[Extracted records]
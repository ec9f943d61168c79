//! Error types for the message feed

use thiserror::Error;

/// Everything that can go wrong between issuing a request and having a
/// renderable list. All variants end up in the same error block on screen.
#[derive(Debug, Clone, PartialEq, Eq, Error)]
pub enum FeedError {
    /// The request never produced a response (connection refused, timeout, ...)
    #[error("{0}")]
    Network(String),

    /// The server answered with a non-2xx status
    #[error("Сервер повернув помилку: {0}")]
    HttpStatus(u16),

    /// The payload carried an `error` field
    #[error("{0}")]
    ServerReported(String),

    /// The body was not JSON, or not shaped like a message list
    #[error("Некоректна відповідь сервера: {0}")]
    MalformedPayload(String),

    /// Refused before any request was made
    #[error("{0}")]
    Rejected(String),
}

impl From<reqwest::Error> for FeedError {
    fn from(err: reqwest::Error) -> Self {
        match err.status() {
            Some(status) => FeedError::HttpStatus(status.as_u16()),
            None => FeedError::Network(err.to_string()),
        }
    }
}

impl From<serde_json::Error> for FeedError {
    fn from(err: serde_json::Error) -> Self {
        FeedError::MalformedPayload(err.to_string())
    }
}

#[cfg(test)]
mod tests {
    use super::*;

    #[test]
    fn test_http_status_message_contains_code() {
        let err = FeedError::HttpStatus(500);
        assert_eq!(err.to_string(), "Сервер повернув помилку: 500");
    }

    #[test]
    fn test_server_reported_is_verbatim() {
        let err = FeedError::ServerReported("database is down".to_string());
        assert_eq!(err.to_string(), "database is down");
    }

    #[test]
    fn test_rejected_is_verbatim() {
        let err = FeedError::Rejected("Порожнє повідомлення".to_string());
        assert_eq!(err.to_string(), "Порожнє повідомлення");
    }

    #[test]
    fn test_json_error_becomes_malformed_payload() {
        let parse_err = serde_json::from_str::<serde_json::Value>("{not json").unwrap_err();
        let err: FeedError = parse_err.into();
        assert!(matches!(err, FeedError::MalformedPayload(_)));
    }
}
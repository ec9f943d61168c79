use serde::{Deserialize, Serialize};
use serde_json::Value;

use crate::error::FeedError;

/// A single feed entry as served by `GET /messages`.
#[derive(Debug, Clone, PartialEq, Eq, Serialize, Deserialize)]
pub struct Message {
    pub text: String,
    #[serde(default, skip_serializing_if = "Option::is_none")]
    pub timestamp: Option<String>,
}

impl Message {
    pub fn new(text: impl Into<String>) -> Self {
        Self {
            text: text.into(),
            timestamp: None,
        }
    }

    pub fn with_timestamp(mut self, timestamp: impl Into<String>) -> Self {
        self.timestamp = Some(timestamp.into());
        self
    }
}

/// A successfully decoded response body.
#[derive(Debug, Clone, PartialEq, Eq)]
pub enum Payload {
    Messages(Vec<Message>),
    /// Empty array, or a body that is not an array at all
    Empty,
}

impl Payload {
    pub fn len(&self) -> usize {
        match self {
            Payload::Messages(messages) => messages.len(),
            Payload::Empty => 0,
        }
    }

    pub fn is_empty(&self) -> bool {
        self.len() == 0
    }
}

/// Decode a raw response body.
pub fn parse_payload(body: &str) -> Result<Payload, FeedError> {
    let value: Value = serde_json::from_str(body)?;
    payload_from_value(value)
}

/// Validate an already parsed body. The network payload is not trusted:
/// every element of the list must be an object with a string `text`.
pub fn payload_from_value(value: Value) -> Result<Payload, FeedError> {
    if let Some(message) = value.get("error").and_then(error_text) {
        return Err(FeedError::ServerReported(message));
    }

    let items = match value {
        Value::Array(items) if !items.is_empty() => items,
        _ => return Ok(Payload::Empty),
    };

    let messages = items
        .into_iter()
        .enumerate()
        .map(|(i, item)| message_from_value(i, item))
        .collect::<Result<Vec<_>, _>>()?;

    Ok(Payload::Messages(messages))
}

fn message_from_value(index: usize, item: Value) -> Result<Message, FeedError> {
    let Value::Object(mut fields) = item else {
        return Err(FeedError::MalformedPayload(format!(
            "елемент {} не є об'єктом",
            index
        )));
    };

    let text = match fields.remove("text") {
        Some(Value::String(text)) => text,
        _ => {
            return Err(FeedError::MalformedPayload(format!(
                "елемент {} не містить тексту",
                index
            )))
        }
    };

    // Anything but a non-empty string counts as "no timestamp"
    let timestamp = match fields.remove("timestamp") {
        Some(Value::String(ts)) if !ts.is_empty() => Some(ts),
        _ => None,
    };

    Ok(Message { text, timestamp })
}

/// Only truthy `error` values signal a failure.
fn error_text(value: &Value) -> Option<String> {
    match value {
        Value::Null | Value::Bool(false) => None,
        Value::String(s) if s.is_empty() => None,
        Value::String(s) => Some(s.clone()),
        Value::Number(n) if n.as_f64() == Some(0.0) => None,
        other => Some(other.to_string()),
    }
}
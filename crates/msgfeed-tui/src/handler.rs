use crossterm::event::{KeyCode, KeyEvent, KeyModifiers};

use crate::app::{App, InputMode};
use crate::tui::AppEvent;

/// Convert a character index to a byte index for UTF-8 safe string operations
fn char_to_byte_index(s: &str, char_idx: usize) -> usize {
    s.char_indices()
        .nth(char_idx)
        .map(|(i, _)| i)
        .unwrap_or(s.len())
}

pub fn handle_event(app: &mut App, event: AppEvent) {
    match event {
        AppEvent::Key(key) => handle_key(app, key),
        AppEvent::Resize => {}
        AppEvent::Tick => app.tick_animation(),
    }
}

fn handle_key(app: &mut App, key: KeyEvent) {
    // Global keys that work in any mode
    if key.code == KeyCode::Char('c') && key.modifiers.contains(KeyModifiers::CONTROL) {
        app.should_quit = true;
        return;
    }

    match app.input_mode {
        InputMode::Normal => handle_normal_mode(app, key),
        InputMode::Composing => handle_compose_mode(app, key),
    }
}

fn handle_normal_mode(app: &mut App, key: KeyEvent) {
    match key.code {
        KeyCode::Char('q') => app.should_quit = true,

        KeyCode::Char('r') | KeyCode::F(5) => app.refresh(),
        KeyCode::Enter => app.retry(),

        // Limit selector
        KeyCode::Char(']') => app.change_limit(true),
        KeyCode::Char('[') => app.change_limit(false),

        KeyCode::Char('j') | KeyCode::Down => app.scroll_down(),
        KeyCode::Char('k') | KeyCode::Up => app.scroll_up(),
        KeyCode::Char('g') => app.content_scroll = 0,

        KeyCode::Char('n') => app.start_composing(),

        _ => {}
    }
}

fn handle_compose_mode(app: &mut App, key: KeyEvent) {
    match key.code {
        KeyCode::Esc => app.cancel_composing(),
        KeyCode::Enter => app.submit_compose(),
        KeyCode::Backspace => {
            if app.compose_cursor > 0 {
                app.compose_cursor -= 1;
                let byte_pos = char_to_byte_index(&app.compose_input, app.compose_cursor);
                app.compose_input.remove(byte_pos);
            }
        }
        KeyCode::Delete => {
            let char_count = app.compose_input.chars().count();
            if app.compose_cursor < char_count {
                let byte_pos = char_to_byte_index(&app.compose_input, app.compose_cursor);
                app.compose_input.remove(byte_pos);
            }
        }
        KeyCode::Left => {
            app.compose_cursor = app.compose_cursor.saturating_sub(1);
        }
        KeyCode::Right => {
            let char_count = app.compose_input.chars().count();
            app.compose_cursor = (app.compose_cursor + 1).min(char_count);
        }
        KeyCode::Home => {
            app.compose_cursor = 0;
        }
        KeyCode::End => {
            app.compose_cursor = app.compose_input.chars().count();
        }
        KeyCode::Char(c) => {
            let byte_pos = char_to_byte_index(&app.compose_input, app.compose_cursor);
            app.compose_input.insert(byte_pos, c);
            app.compose_cursor += 1;
        }
        _ => {}
    }
}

WHAT THE TASK ASKS -
Using the records above, copy all lines that include the word "timestamp".

OUTPUT FOR THIS EXERCISE -
    pub timestamp: Option<String>,
            timestamp: None,
    pub fn with_timestamp(mut self, timestamp: impl Into<String>) -> Self {
        self.timestamp = Some(timestamp.into());
    // Anything but a non-empty string counts as "no timestamp"
    let timestamp = match fields.remove("timestamp") {
    Ok(Message { text, timestamp })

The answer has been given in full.